L’irrégularité du sommeil et les périodes d’éveil après l’endormissement étaient également associées à un risque plus élevé de plusieurs troubles, dont certains troubles anxieux et liés à l’usage de substances. Au total, l’étude a identifié 156 associations significatives entre les caractéristiques du sommeil et l’apparition de maladies après correction statistique.
La principale limite signalée par les chercheurs tient au caractère observationnel de l’étude : des facteurs non mesurés peuvent encore influencer les résultats et aucun lien de cause à effet ne peut être établi.
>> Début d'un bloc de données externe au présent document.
//! Query intent detection.

use serde::{Deserialize, Serialize};

/// The kind of answer a drug-information query is asking for.
///
/// Detection is keyword containment over the lowercased query, checked in
/// order of specificity; anything unmatched is `General`.
#[derive(Debug, Clone, Copy, PartialEq, Eq, Hash, Serialize, Deserialize)]
#[serde(rename_all = "snake_case")]
pub enum QueryIntent {
    /// Side-effect questions ("yan etkileri neler?")
    SideEffects,
    /// Dosage questions ("dozu nasıl?")
    Dosage,
    /// Usage questions ("nasıl kullanılır?")
    Usage,
    /// Everything else
    General,
}

impl QueryIntent {
    /// Detect the intent of a free-text query.
    pub fn classify(query: &str) -> Self {
        let query = query.to_lowercase();
        if query.contains("yan etki") {
            QueryIntent::SideEffects
        } else if query.contains("doz") {
            QueryIntent::Dosage
        } else if query.contains("kullan") {
            QueryIntent::Usage
        } else {
            QueryIntent::General
        }
    }

    /// Keywords that mark a leaflet sentence as relevant to this intent.
    pub fn keywords(&self) -> &'static [&'static str] {
        match self {
            QueryIntent::SideEffects => &["yan etki", "istenmeyen", "etki", "reaksiyon"],
            QueryIntent::Dosage => &["doz", "miktar", "günde", "tablet", "mg"],
            QueryIntent::Usage => &["kullan", "alın", "kullanım", "nasıl"],
            QueryIntent::General => &["etken madde", "içerik", "nedir", "tedavi"],
        }
    }
}
//! Error types for Prospekt Guard.

use thiserror::Error;

/// Main error type for guard operations.
///
/// A rate limit denial is not an error: the gate reports it as an
/// ordinary decision. Only the configuration surface can fail.
#[derive(Error, Debug)]
pub enum GuardError {
    /// Configuration-related errors
    #[error("Configuration error: {0}")]
    Config(String),

    /// I/O errors
    #[error("I/O error: {0}")]
    Io(#[from] std::io::Error),
}

/// Result type alias for guard operations.
pub type Result<T> = std::result::Result<T, GuardError>;
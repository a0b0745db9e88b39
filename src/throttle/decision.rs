//! Throttle decision reported to the embedding application.

use serde::{Deserialize, Serialize};
use std::time::Duration;

/// Outcome of a gate check.
///
/// Denial is an ordinary outcome, not an error. The embedding UI turns it
/// into a "too many requests, wait N seconds" message using
/// [`retry_after_secs`](ThrottleDecision::retry_after_secs).
#[derive(Debug, Clone, PartialEq, Eq, Serialize, Deserialize)]
pub struct ThrottleDecision {
    /// Whether the request may proceed.
    pub allowed: bool,
    /// The configured request limit.
    pub limit: u32,
    /// Slots left in the trailing window after this decision.
    pub remaining: u32,
    /// On denial, the minimum wait before a slot opens.
    pub retry_after: Option<Duration>,
}

impl ThrottleDecision {
    /// The wait in whole seconds, rounded up, for user-facing messages.
    pub fn retry_after_secs(&self) -> Option<u64> {
        self.retry_after
            .map(|wait| wait.as_millis().div_ceil(1000) as u64)
    }
}
//! Uniformly distributed loads on frame members

use super::Direction;
use serde::{Deserialize, Serialize};

/// A uniform line load over a sub-span of a frame element,
/// `[l1, length - l2]` measured from the i-node.
#[derive(Debug, Clone, Serialize, Deserialize)]
pub struct FrameUniformLoad {
    pub wx: f64,
    pub wy: f64,
    pub direction: Direction,
    /// Offset from the i-node where the loaded span starts.
    pub l1: f64,
    /// Offset from the j-node where the loaded span ends.
    pub l2: f64,
    pub load_case: String,
}

impl FrameUniformLoad {
    pub fn new(wx: f64, wy: f64, direction: Direction, l1: f64, l2: f64, load_case: &str) -> Self {
        Self {
            wx,
            wy,
            direction,
            l1,
            l2,
            load_case: load_case.to_string(),
        }
    }

    /// A transverse uniform load over the full element length.
    pub fn full_span_transverse(wy: f64, load_case: &str) -> Self {
        Self::new(0.0, wy, Direction::Local, 0.0, 0.0, load_case)
    }
}
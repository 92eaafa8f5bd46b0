//! Load combinations

use serde::{Deserialize, Serialize};
use std::collections::HashMap;

/// A mapping from load case name to a scalar factor, linearly superposing
/// the per-load-case results it references.
#[derive(Debug, Clone, Serialize, Deserialize)]
pub struct LoadCombination {
    pub name: String,
    pub factors: HashMap<String, f64>,
}

impl LoadCombination {
    pub fn new(name: &str) -> Self {
        Self {
            name: name.to_string(),
            factors: HashMap::new(),
        }
    }

    pub fn single(name: &str, case: &str) -> Self {
        Self::new(name).with_case(case, 1.0)
    }

    pub fn with_case(mut self, case: &str, factor: f64) -> Self {
        self.factors.insert(case.to_string(), factor);
        self
    }

    pub fn factor(&self, case: &str) -> f64 {
        *self.factors.get(case).unwrap_or(&0.0)
    }

    pub fn includes(&self, case: &str) -> bool {
        self.factor(case).abs() > 1e-12
    }
}

impl Default for LoadCombination {
    fn default() -> Self {
        Self::single("Combo 1", "Case 1")
    }
}

#[cfg(test)]
mod tests {
    use super::*;

    #[test]
    fn factor_defaults_to_zero_for_unlisted_case() {
        let combo = LoadCombination::single("1.2D + 1.6L", "Dead").with_case("Live", 1.6);
        assert_eq!(combo.factor("Dead"), 1.0);
        assert_eq!(combo.factor("Wind"), 0.0);
        assert!(!combo.includes("Wind"));
    }
}
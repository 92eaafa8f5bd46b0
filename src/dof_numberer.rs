//! Deterministic degree-of-freedom numbering
//!
//! Places every free DOF before every restrained one, so the assembled
//! stiffness matrix's leading `NDof x NDof` block is exactly the free-free
//! partition the solver factorizes.

use crate::elements::Node;
use std::collections::{HashMap, VecDeque};

/// Result of numbering: a node-name -> [Ux, Uy, Rz] DOF index map, plus the
/// count of free DOFs.
pub struct Numbering {
    pub dof: HashMap<String, [usize; 3]>,
    pub ndof: usize,
    pub total: usize,
}

/// Order nodes by ascending restrained-DOF count (a stable sort over
/// `order`, the structure's insertion order), so the most-restrained nodes
/// are visited last; assign free numbers `[0, NDof)` and restrained numbers
/// `[NDof, 3*|nodes|)` in that order.
pub fn number_dofs(order: &[String], nodes: &HashMap<String, Node>) -> Numbering {
    let mut order: Vec<&String> = order.iter().collect();
    order.sort_by_key(|name| match &nodes[*name].support {
        Some(s) => s.num_restrained(),
        None => 0,
    });

    let total_free: usize = order
        .iter()
        .map(|name| {
            3 - match &nodes[*name].support {
                Some(s) => s.num_restrained(),
                None => 0,
            }
        })
        .sum();
    let total = nodes.len() * 3;

    let mut free_numbers: VecDeque<usize> = (0..total_free).collect();
    let mut restrained_numbers: VecDeque<usize> = (total_free..total).collect();

    let mut dof = HashMap::with_capacity(nodes.len());
    for name in order {
        let node = &nodes[name];
        let restrained = match &node.support {
            Some(s) => s.restrained(),
            None => [false, false, false],
        };
        let mut indices = [0usize; 3];
        for (local, &is_restrained) in restrained.iter().enumerate() {
            indices[local] = if is_restrained {
                restrained_numbers.pop_front().expect("restrained DOF pool exhausted")
            } else {
                free_numbers.pop_front().expect("free DOF pool exhausted")
            };
        }
        dof.insert(name.clone(), indices);
    }

    Numbering {
        dof,
        ndof: total_free,
        total,
    }
}

#[cfg(test)]
mod tests {
    use super::*;
    use crate::elements::Support;
    use std::collections::HashMap;

    #[test]
    fn free_dofs_come_before_restrained() {
        let mut nodes = HashMap::new();
        let mut fixed = Node::new(0.0, 0.0);
        fixed.support = Some(Support::fixed());
        nodes.insert("N1".to_string(), fixed);
        nodes.insert("N2".to_string(), Node::new(5.0, 0.0));
        let order = vec!["N1".to_string(), "N2".to_string()];

        let numbering = number_dofs(&order, &nodes);
        assert_eq!(numbering.ndof, 3);
        assert_eq!(numbering.total, 6);

        for &idx in &numbering.dof["N2"] {
            assert!(idx < numbering.ndof, "free node DOF {idx} should be < NDof");
        }
        for &idx in &numbering.dof["N1"] {
            assert!(idx >= numbering.ndof, "restrained node DOF {idx} should be >= NDof");
        }
    }

    #[test]
    fn indices_are_unique() {
        let mut nodes = HashMap::new();
        let mut fixed = Node::new(0.0, 0.0);
        fixed.support = Some(Support::pinned());
        nodes.insert("A".to_string(), fixed);
        nodes.insert("B".to_string(), Node::new(1.0, 0.0));
        nodes.insert("C".to_string(), Node::new(2.0, 0.0));
        let order = vec!["A".to_string(), "B".to_string(), "C".to_string()];

        let numbering = number_dofs(&order, &nodes);
        let mut all: Vec<usize> = numbering.dof.values().flat_map(|d| d.to_vec()).collect();
        all.sort_unstable();
        all.dedup();
        assert_eq!(all.len(), numbering.total);
    }
}
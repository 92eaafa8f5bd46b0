//! Sparse matrix utilities for efficient FEA solves
//!
//! Stiffness matrices assembled from frame/truss elements are typically
//! 90%+ sparse with a narrow bandwidth once nodes are renumbered, so a
//! skyline (profile) Cholesky factorization is a good fit: it needs no
//! fill-in analysis beyond the column heights and degrades gracefully to
//! dense storage only for genuinely banded-out structures.

use nalgebra::DVector;
use nalgebra_sparse::{CooMatrix, CsrMatrix};
use thiserror::Error;

/// Sparse matrix builder using COO format, accumulating duplicate entries.
pub struct SparseMatrixBuilder {
    size: usize,
    entries: Vec<(usize, usize, f64)>,
}

impl SparseMatrixBuilder {
    /// Create a new sparse matrix builder for an `size` x `size` matrix.
    pub fn new(size: usize) -> Self {
        let estimated_nnz = size * 12;
        Self {
            size,
            entries: Vec::with_capacity(estimated_nnz),
        }
    }

    /// Add a value to the matrix (accumulates if already present at (row, col)).
    #[inline]
    pub fn add(&mut self, row: usize, col: usize, value: f64) {
        if value.abs() > 1e-15 {
            self.entries.push((row, col, value));
        }
    }

    /// Scatter a fixed-size element matrix into the global matrix using the
    /// element's global DOF indices.
    pub fn add_element_matrix<const N: usize>(&mut self, dofs: &[usize; N], k_elem: &[[f64; N]; N]) {
        for (i, &di) in dofs.iter().enumerate() {
            for (j, &dj) in dofs.iter().enumerate() {
                self.add(di, dj, k_elem[i][j]);
            }
        }
    }

    /// Convert to CSR format for efficient solves.
    pub fn to_csr(&self) -> CsrMatrix<f64> {
        let mut coo = CooMatrix::new(self.size, self.size);
        for &(row, col, val) in &self.entries {
            coo.push(row, col, val);
        }
        CsrMatrix::from(&coo)
    }

    /// Convert to a dense matrix, for the QR fallback path and for tests.
    pub fn to_dense(&self) -> nalgebra::DMatrix<f64> {
        let mut mat = nalgebra::DMatrix::zeros(self.size, self.size);
        for &(row, col, val) in &self.entries {
            mat[(row, col)] += val;
        }
        mat
    }

    /// Number of accumulated (not necessarily deduplicated) entries.
    pub fn nnz(&self) -> usize {
        self.entries.len()
    }

    pub fn size(&self) -> usize {
        self.size
    }
}

/// Failure modes of the sparse Cholesky factorization.
#[derive(Error, Debug, Clone, PartialEq)]
pub enum FactorizationError {
    /// A diagonal pivot was exactly (or near-exactly) zero.
    #[error("zero pivot at row {0} during Cholesky factorization")]
    ZeroPivot(usize),

    /// A diagonal term went non-positive, meaning the matrix is not SPD -
    /// the structure is a mechanism, under-restrained, or has a released
    /// element reduced to a singular condensed stiffness.
    #[error("matrix is not positive definite at row {0}")]
    NotPositiveDefinite(usize),
}

/// Sparse Cholesky solver for symmetric positive definite matrices, stored
/// in skyline (profile) form: for each row, a dense strip from the first
/// nonzero column up to and including the diagonal.
pub struct SparseCholeskySolver {
    size: usize,
    skyline: Vec<Vec<f64>>,
    heights: Vec<usize>,
    factored: bool,
    pivot_tolerance: f64,
}

impl SparseCholeskySolver {
    /// Build the skyline profile from a CSR matrix's lower-triangular part.
    pub fn new(csr: &CsrMatrix<f64>) -> Self {
        let size = csr.nrows();

        let mut heights = vec![0usize; size];
        for (row, col, _val) in csr.triplet_iter() {
            if col < row {
                let height = row - col;
                if height > heights[row] {
                    heights[row] = height;
                }
            }
        }

        let mut skyline: Vec<Vec<f64>> = Vec::with_capacity(size);
        for &h in &heights {
            skyline.push(vec![0.0; h + 1]);
        }

        for (row, col, &val) in csr.triplet_iter() {
            if col <= row && col >= row - heights[row] {
                let idx = col - (row - heights[row]);
                skyline[row][idx] += val;
            }
        }

        Self {
            size,
            skyline,
            heights,
            factored: false,
            pivot_tolerance: 1e-14,
        }
    }

    /// Override the absolute magnitude below which a diagonal pivot is
    /// treated as zero rather than accepted.
    pub fn with_pivot_tolerance(mut self, tolerance: f64) -> Self {
        self.pivot_tolerance = tolerance;
        self
    }

    /// Factorize in place via the modified (skyline) Cholesky algorithm.
    pub fn factorize(&mut self) -> Result<(), FactorizationError> {
        for i in 0..self.size {
            let hi = self.heights[i];
            let start_i = i - hi;

            for j in start_i..i {
                let hj = self.heights[j];
                let start_j = j - hj;
                let start = start_i.max(start_j);

                let mut sum = 0.0;
                for k in start..j {
                    sum += self.get(i, k) * self.get(j, k);
                }

                let diag_j = self.skyline[j][hj];
                if diag_j.abs() < self.pivot_tolerance {
                    return Err(FactorizationError::ZeroPivot(j));
                }

                let idx = j - start_i;
                self.skyline[i][idx] = (self.skyline[i][idx] - sum) / diag_j;
            }

            let mut sum = 0.0;
            for j in start_i..i {
                let val = self.get(i, j);
                sum += val * val;
            }

            let diag = self.skyline[i][hi] - sum;
            if diag <= 0.0 {
                return Err(FactorizationError::NotPositiveDefinite(i));
            }
            self.skyline[i][hi] = diag.sqrt();
        }

        self.factored = true;
        Ok(())
    }

    #[inline]
    fn get(&self, row: usize, col: usize) -> f64 {
        if col > row {
            return self.get(col, row);
        }
        let h = self.heights[row];
        let start = row - h;
        if col < start {
            return 0.0;
        }
        self.skyline[row][col - start]
    }

    /// Solve `L L^T x = b` against the factorized matrix.
    ///
    /// Panics if called before a successful [`factorize`](Self::factorize) -
    /// this is a programmer error in this crate, never triggered by caller
    /// input, so it is asserted rather than threaded through `Result`.
    pub fn solve(&self, b: &DVector<f64>) -> DVector<f64> {
        assert!(self.factored, "solve called before a successful factorize");
        let mut x = b.clone();

        for i in 0..self.size {
            let hi = self.heights[i];
            let start = i - hi;
            let mut sum = 0.0;
            for j in start..i {
                sum += self.get(i, j) * x[j];
            }
            x[i] = (x[i] - sum) / self.get(i, i);
        }

        for i in (0..self.size).rev() {
            x[i] /= self.get(i, i);
            let hi = self.heights[i];
            let start = i - hi;
            for j in start..i {
                x[j] -= self.get(i, j) * x[i];
            }
        }

        x
    }
}

/// Bandwidth reduction via Reverse Cuthill-McKee. Returns a permutation
/// `perm` such that `perm[new_index] = old_index`.
pub fn reverse_cuthill_mckee(csr: &CsrMatrix<f64>) -> Vec<usize> {
    let n = csr.nrows();
    if n == 0 {
        return vec![];
    }

    let mut adj: Vec<Vec<usize>> = vec![Vec::new(); n];
    for (row, col, &val) in csr.triplet_iter() {
        if val.abs() > 1e-15 && row != col {
            adj[row].push(col);
        }
    }

    let degrees: Vec<usize> = adj.iter().map(|v| v.len()).collect();
    for neighbors in &mut adj {
        neighbors.sort_by_key(|&i| degrees[i]);
    }

    let mut visited = vec![false; n];
    let mut result = Vec::with_capacity(n);

    loop {
        let next_start = (0..n)
            .filter(|&i| !visited[i])
            .min_by_key(|&i| degrees[i]);
        let Some(start) = next_start else { break };

        let mut queue = std::collections::VecDeque::new();
        queue.push_back(start);
        visited[start] = true;

        while let Some(node) = queue.pop_front() {
            result.push(node);
            for &neighbor in &adj[node] {
                if !visited[neighbor] {
                    visited[neighbor] = true;
                    queue.push_back(neighbor);
                }
            }
        }
    }

    result.reverse();
    result
}

/// Apply a permutation to reorder a slice: `result[i] = vec[perm[i]]`.
pub fn apply_permutation<T: Clone>(vec: &[T], perm: &[usize]) -> Vec<T> {
    perm.iter().map(|&i| vec[i].clone()).collect()
}

/// Invert a permutation: `inv[old_idx] = new_idx`.
pub fn inverse_permutation(perm: &[usize]) -> Vec<usize> {
    let mut inv = vec![0; perm.len()];
    for (new_idx, &old_idx) in perm.iter().enumerate() {
        inv[old_idx] = new_idx;
    }
    inv
}

#[cfg(test)]
mod tests {
    use super::*;

    #[test]
    fn builder_accumulates_duplicates() {
        let mut builder = SparseMatrixBuilder::new(2);
        builder.add(0, 0, 4.0);
        builder.add(0, 0, 1.0);
        let dense = builder.to_dense();
        assert!((dense[(0, 0)] - 5.0).abs() < 1e-10);
    }

    #[test]
    fn cholesky_solves_simple_spd_system() {
        let mut builder = SparseMatrixBuilder::new(3);
        builder.add(0, 0, 4.0);
        builder.add(0, 1, -1.0);
        builder.add(1, 0, -1.0);
        builder.add(1, 1, 4.0);
        builder.add(1, 2, -1.0);
        builder.add(2, 1, -1.0);
        builder.add(2, 2, 4.0);

        let csr = builder.to_csr();
        let mut solver = SparseCholeskySolver::new(&csr);
        solver.factorize().unwrap();

        let b = DVector::from_vec(vec![1.0, 2.0, 3.0]);
        let x = solver.solve(&b);

        let dense = builder.to_dense();
        let residual = &dense * &x - &b;
        assert!(residual.norm() < 1e-8);
    }

    #[test]
    fn cholesky_rejects_non_spd_matrix() {
        let mut builder = SparseMatrixBuilder::new(2);
        builder.add(0, 0, 1.0);
        builder.add(0, 1, 2.0);
        builder.add(1, 0, 2.0);
        builder.add(1, 1, 1.0);

        let csr = builder.to_csr();
        let mut solver = SparseCholeskySolver::new(&csr);
        assert!(solver.factorize().is_err());
    }

    #[test]
    fn rcm_is_a_valid_permutation() {
        let mut builder = SparseMatrixBuilder::new(5);
        for i in 0..4 {
            builder.add(i, i + 1, 1.0);
            builder.add(i + 1, i, 1.0);
        }
        for i in 0..5 {
            builder.add(i, i, 2.0);
        }
        let csr = builder.to_csr();
        let perm = reverse_cuthill_mckee(&csr);
        let mut sorted = perm.clone();
        sorted.sort_unstable();
        assert_eq!(sorted, (0..5).collect::<Vec<_>>());
    }
}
Les phases de sommeil ont par ailleurs été estimées à partir de données d’accéléromètre au poignet et d’un algorithme, et non mesurées directement par polysomnographie chez chaque participant.
Une étude publiée en 2024 dans Nature Medicine, portant sur 6 785 participants du programme américain All of Us suivis avec des objets connectés, avait déjà associé davantage de sommeil REM et profond à un moindre risque de certaines maladies chroniques, tandis qu’un sommeil plus irrégulier était lié à plusieurs troubles cardiométaboliques et psychiatriques.